[ 2] It is doubtful whether actual masts and sails were known in America till the coming of Europeans, though the ancient Peruvians are said to have used mat sails in their canoes. But the northern Amerindians had got as far as placing bushes or branches of fir trees upright in their canoes to catch the force of the wind.

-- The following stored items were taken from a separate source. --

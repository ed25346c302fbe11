//! Evidence aggregator.
//!
//! Gathers facts about an incident from the cluster's independent
//! sources into one frozen EvidencePack. Sources run concurrently, each
//! under its own timeout; a failed or slow source contributes an empty
//! category and lowers pack confidence instead of failing the request.

use std::num::NonZeroUsize;
use std::sync::Arc;
use std::time::{Duration, Instant};

use chrono::Utc;
use lru::LruCache;
use remedy_common::{
    ChangeEvent, ClusterGateway, ConfidenceConfig, EvidenceConfig, EvidenceItem, EvidencePack,
    EvidenceSource, FailurePattern, GatewayError, Incident, Severity,
};
use tokio::sync::Mutex;
use tracing::{debug, warn};

/// Keywords that make an evidence item relevant to a failure pattern.
/// Scoring is table-driven so new patterns only add rows.
const PATTERN_KEYWORDS: &[(FailurePattern, &[&str])] = &[
    (
        FailurePattern::RestartStorm,
        &["restart", "back-off", "backoff", "killed", "started"],
    ),
    (
        FailurePattern::Crashloop,
        &["crashloopbackoff", "back-off", "crash", "exit code", "restart"],
    ),
    (
        FailurePattern::OomPressure,
        &["oom", "oomkilled", "memory", "out of memory"],
    ),
    (
        FailurePattern::LivenessFailure,
        &["liveness", "probe failed", "unhealthy"],
    ),
    (
        FailurePattern::PendingPod,
        &["pending", "unschedulable", "failedscheduling", "insufficient"],
    ),
    (
        FailurePattern::ImagePullFailure,
        &["errimagepull", "imagepullbackoff", "pull", "manifest"],
    ),
    (
        FailurePattern::NoReadyEndpoints,
        &["endpoint", "not ready", "readiness"],
    ),
];

/// Relevance of one item to the incident's pattern, in [0,1].
fn score_relevance(pattern: FailurePattern, content: &str, severity: Option<Severity>) -> f64 {
    let mut score: f64 = 0.5;

    let lowered = content.to_lowercase();
    let keywords = PATTERN_KEYWORDS
        .iter()
        .find(|(p, _)| *p == pattern)
        .map(|(_, kw)| *kw)
        .unwrap_or(&[]);
    if keywords.iter().any(|kw| lowered.contains(kw)) {
        score += 0.3;
    }

    if matches!(severity, Some(Severity::Critical) | Some(Severity::High)) {
        score += 0.2;
    }

    score.clamp(0.0, 1.0)
}

/// Pack confidence from category coverage and mean item relevance.
/// Monotonic in both inputs, zero only when every category is empty.
fn pack_confidence(pack: &EvidencePack, weights: &ConfidenceConfig) -> f64 {
    let items = pack.item_count();
    if items == 0 {
        return 0.0;
    }
    let coverage = pack.populated_categories() as f64 / EvidenceSource::ALL.len() as f64;
    let mean_relevance =
        pack.all_items().map(|item| item.relevance).sum::<f64>() / items as f64;

    (weights.coverage_weight * coverage + weights.relevance_weight * mean_relevance).clamp(0.0, 1.0)
}

struct CachedPack {
    pack: EvidencePack,
    expires_at: Instant,
}

/// Gathers and caches evidence packs.
pub struct EvidenceAggregator {
    gateway: Arc<dyn ClusterGateway>,
    config: EvidenceConfig,
    weights: ConfidenceConfig,
    cache: Mutex<LruCache<(String, u32), CachedPack>>,
}

impl EvidenceAggregator {
    pub fn new(
        gateway: Arc<dyn ClusterGateway>,
        config: EvidenceConfig,
        weights: ConfidenceConfig,
    ) -> Self {
        let capacity = NonZeroUsize::new(config.cache_capacity.max(1)).unwrap_or(NonZeroUsize::MIN);
        Self {
            gateway,
            config,
            weights,
            cache: Mutex::new(LruCache::new(capacity)),
        }
    }

    /// Gather an evidence pack, serving from cache when a pack for the
    /// same (incident, window) is still fresh. Cached packs never mix
    /// lookback windows because the window is part of the key.
    pub async fn gather(&self, incident: &Incident, lookback_minutes: Option<u32>) -> EvidencePack {
        let window = lookback_minutes.unwrap_or(self.config.default_lookback_minutes);
        let key = (incident.id.clone(), window);

        {
            let mut cache = self.cache.lock().await;
            if let Some(cached) = cache.get(&key) {
                if cached.expires_at > Instant::now() {
                    debug!("[EVIDENCE] Cache hit for {} ({}m)", incident.id, window);
                    return cached.pack.clone();
                }
                cache.pop(&key);
            }
        }

        let pack = self.gather_fresh(incident, window).await;

        let mut cache = self.cache.lock().await;
        cache.put(
            key,
            CachedPack {
                pack: pack.clone(),
                expires_at: Instant::now() + Duration::from_secs(self.config.cache_ttl_secs),
            },
        );
        pack
    }

    /// Query every source concurrently and assemble the frozen pack.
    async fn gather_fresh(&self, incident: &Incident, window: u32) -> EvidencePack {
        let target = &incident.resource;
        let pattern = incident.pattern;
        let timeout = Duration::from_secs(self.config.source_timeout_secs);

        let (events, logs, status, metrics, changes, probes) = tokio::join!(
            guarded(
                EvidenceSource::Event,
                timeout,
                self.gateway.list_events(target, window)
            ),
            guarded(
                EvidenceSource::Log,
                timeout,
                self.gateway.tail_logs(target, self.config.log_tail_lines)
            ),
            guarded(
                EvidenceSource::Status,
                timeout,
                self.gateway.fetch_resource(target)
            ),
            guarded(
                EvidenceSource::Metric,
                timeout,
                self.gateway.read_metrics(target)
            ),
            guarded(
                EvidenceSource::Change,
                timeout,
                self.gateway.change_history(target, window)
            ),
            guarded(
                EvidenceSource::Probe,
                timeout,
                self.gateway.probe_status(target)
            ),
        );

        let mut pack = EvidencePack::empty(&incident.id, window);
        let now = Utc::now();

        if let Some(events) = events {
            pack.events = events
                .iter()
                .enumerate()
                .map(|(i, event)| EvidenceItem {
                    id: format!("event-{}", i),
                    source: EvidenceSource::Event,
                    kind: event.reason.clone(),
                    timestamp: ChangeEvent::normalize_timestamp(&event.timestamp, now),
                    content: event.message.clone(),
                    summary: format!("{} (x{})", event.reason, event.count),
                    severity: Some(event.severity),
                    relevance: score_relevance(
                        pattern,
                        &format!("{} {}", event.reason, event.message),
                        Some(event.severity),
                    ),
                })
                .collect();
        }

        if let Some(logs) = logs {
            pack.logs = logs
                .iter()
                .enumerate()
                .map(|(i, line)| EvidenceItem {
                    id: format!("log-{}", i),
                    source: EvidenceSource::Log,
                    kind: "tail".to_string(),
                    timestamp: now,
                    content: line.clone(),
                    summary: truncate(line, 120),
                    severity: None,
                    relevance: score_relevance(pattern, line, None),
                })
                .collect();
        }

        if let Some(snapshot) = status {
            let mut facts = vec![
                (
                    "restart_count",
                    snapshot.restart_count.to_string(),
                    format!("{} restarts observed", snapshot.restart_count),
                ),
                (
                    "ready",
                    snapshot.ready.to_string(),
                    if snapshot.ready {
                        "resource is ready".to_string()
                    } else {
                        "resource is not ready".to_string()
                    },
                ),
                ("phase", snapshot.phase.clone(), format!("phase {}", snapshot.phase)),
            ];
            if let Some(replicas) = snapshot.replicas {
                facts.push((
                    "replicas",
                    replicas.to_string(),
                    format!("{} replicas configured", replicas),
                ));
            }
            pack.status_facts = facts
                .into_iter()
                .enumerate()
                .map(|(i, (kind, content, summary))| EvidenceItem {
                    id: format!("status-{}", i),
                    source: EvidenceSource::Status,
                    kind: kind.to_string(),
                    timestamp: now,
                    content,
                    summary: summary.clone(),
                    severity: None,
                    relevance: score_relevance(pattern, &summary, None),
                })
                .collect();
        }

        if let Some(metrics) = metrics {
            pack.metrics_facts = metrics
                .iter()
                .enumerate()
                .map(|(i, sample)| EvidenceItem {
                    id: format!("metric-{}", i),
                    source: EvidenceSource::Metric,
                    kind: sample.name.clone(),
                    timestamp: now,
                    content: format!("{} {}", sample.value, sample.unit),
                    summary: format!("{} = {} {}", sample.name, sample.value, sample.unit),
                    severity: None,
                    relevance: score_relevance(pattern, &sample.name, None),
                })
                .collect();
        }

        if let Some(changes) = changes {
            pack.change_history = changes
                .iter()
                .enumerate()
                .map(|(i, change)| EvidenceItem {
                    id: format!("change-{}", i),
                    source: EvidenceSource::Change,
                    kind: change.change_type.clone(),
                    timestamp: ChangeEvent::normalize_timestamp(&change.timestamp, now),
                    content: change.message.clone(),
                    summary: format!("{}: {}", change.change_type, change.reason),
                    severity: Some(change.severity),
                    relevance: score_relevance(pattern, &change.message, Some(change.severity)),
                })
                .collect();
        }

        if let Some(probes) = probes {
            pack.probe_results = probes
                .iter()
                .enumerate()
                .map(|(i, probe)| EvidenceItem {
                    id: format!("probe-{}", i),
                    source: EvidenceSource::Probe,
                    kind: probe.probe.clone(),
                    timestamp: now,
                    content: probe.detail.clone(),
                    summary: format!(
                        "{} probe {}",
                        probe.probe,
                        if probe.healthy { "healthy" } else { "failing" }
                    ),
                    severity: if probe.healthy {
                        None
                    } else {
                        Some(Severity::High)
                    },
                    relevance: score_relevance(
                        pattern,
                        &format!("{} {}", probe.probe, probe.detail),
                        None,
                    ),
                })
                .collect();
        }

        pack.confidence = pack_confidence(&pack, &self.weights);
        pack.generated_at = now;
        pack
    }

    /// Normalized change events for `GET /incidents/{id}/changes`,
    /// newest first.
    pub async fn change_events(
        &self,
        incident: &Incident,
        lookback_minutes: Option<u32>,
    ) -> Vec<ChangeEvent> {
        let window = lookback_minutes.unwrap_or(self.config.default_lookback_minutes);
        let now = Utc::now();
        let records = match self
            .gateway
            .change_history(&incident.resource, window)
            .await
        {
            Ok(records) => records,
            Err(e) => {
                warn!("[EVIDENCE] change history unavailable for {}: {}", incident.id, e);
                return vec![];
            }
        };

        let mut changes: Vec<ChangeEvent> = records
            .into_iter()
            .map(|record| ChangeEvent {
                change_type: record.change_type,
                timestamp: ChangeEvent::normalize_timestamp(&record.timestamp, now),
                namespace: record.resource.namespace.clone(),
                resource_kind: record.resource.kind.clone(),
                resource_name: record.resource.name.clone(),
                severity: record.severity,
                reason: record.reason,
                message: record.message,
            })
            .collect();
        changes.sort_by(|a, b| b.timestamp.cmp(&a.timestamp));
        changes
    }
}

/// Run one source under its timeout. Failure or timeout yields None and
/// a warning; the pack just misses that category.
async fn guarded<T, F>(source: EvidenceSource, timeout: Duration, future: F) -> Option<T>
where
    F: std::future::Future<Output = Result<T, GatewayError>>,
{
    match tokio::time::timeout(timeout, future).await {
        Ok(Ok(value)) => Some(value),
        Ok(Err(e)) => {
            warn!("[EVIDENCE] {:?} source failed: {}", source, e);
            None
        }
        Err(_) => {
            warn!("[EVIDENCE] {:?} source timed out after {:?}", source, timeout);
            None
        }
    }
}

fn truncate(s: &str, max: usize) -> String {
    if s.len() <= max {
        s.to_string()
    } else {
        let mut end = max;
        while !s.is_char_boundary(end) {
            end -= 1;
        }
        format!("{}…", &s[..end])
    }
}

[3] The grapes and vines so often alluded to by the early explorers of North America ripened, according to the species, between August and October. They belong to the same genus—Vitis—as that of the grape vines of the Old World, but they were quite distinct in species. Nowadays they are known as the Fox Grapes (Vitis vulpina), the Frost Grape (V. cordifolia), the V. aestivalis, the V. labruska, &c. The fruit of the Fox Grape is dark purple, with a very dusky skin and a musky flavour. The Frost Grape has a very small berry, which is black or leaden-blue when covered with bloom. It is very acid to the taste, but from all these grapes it is easy to make a delicious, refreshing drink. Champlain, however, says that the wild grapes were often quite large in size, and his men found them delicious to eat.
[4] Perhaps from the Eastern Eskimo national name Karalit.
[5] Antonio Zeno served as pilot to Earl Sinclair of the Faeroe Islands and of Roslyn, a Norman-Scottish nobleman who owed joint fealty to the kings of Norway and Scotland. Sinclair was so impressed with the stories of a "Newland" beyond Greenland that he sailed to find it about 1390, but only reached Greenland.
[6] Cape Breton was not then, or for nearly two hundred years afterwards, known to be an island. It was thought to be part of the "island" (peninsula) of what we now call Nova Scotia, and the whole of this region which advances so prominently into the Atlantic was believed to be at first the great unknown "New Island" of Irish and English legends—legends based on the Norse discoveries of the eleventh century. Cape Breton was thus named by the Breton seaman who came thither soon after the Cabot expeditions to fish for cod. This large island is separated from Nova Scotia by the Gut of Canso, a strait no broader than a river.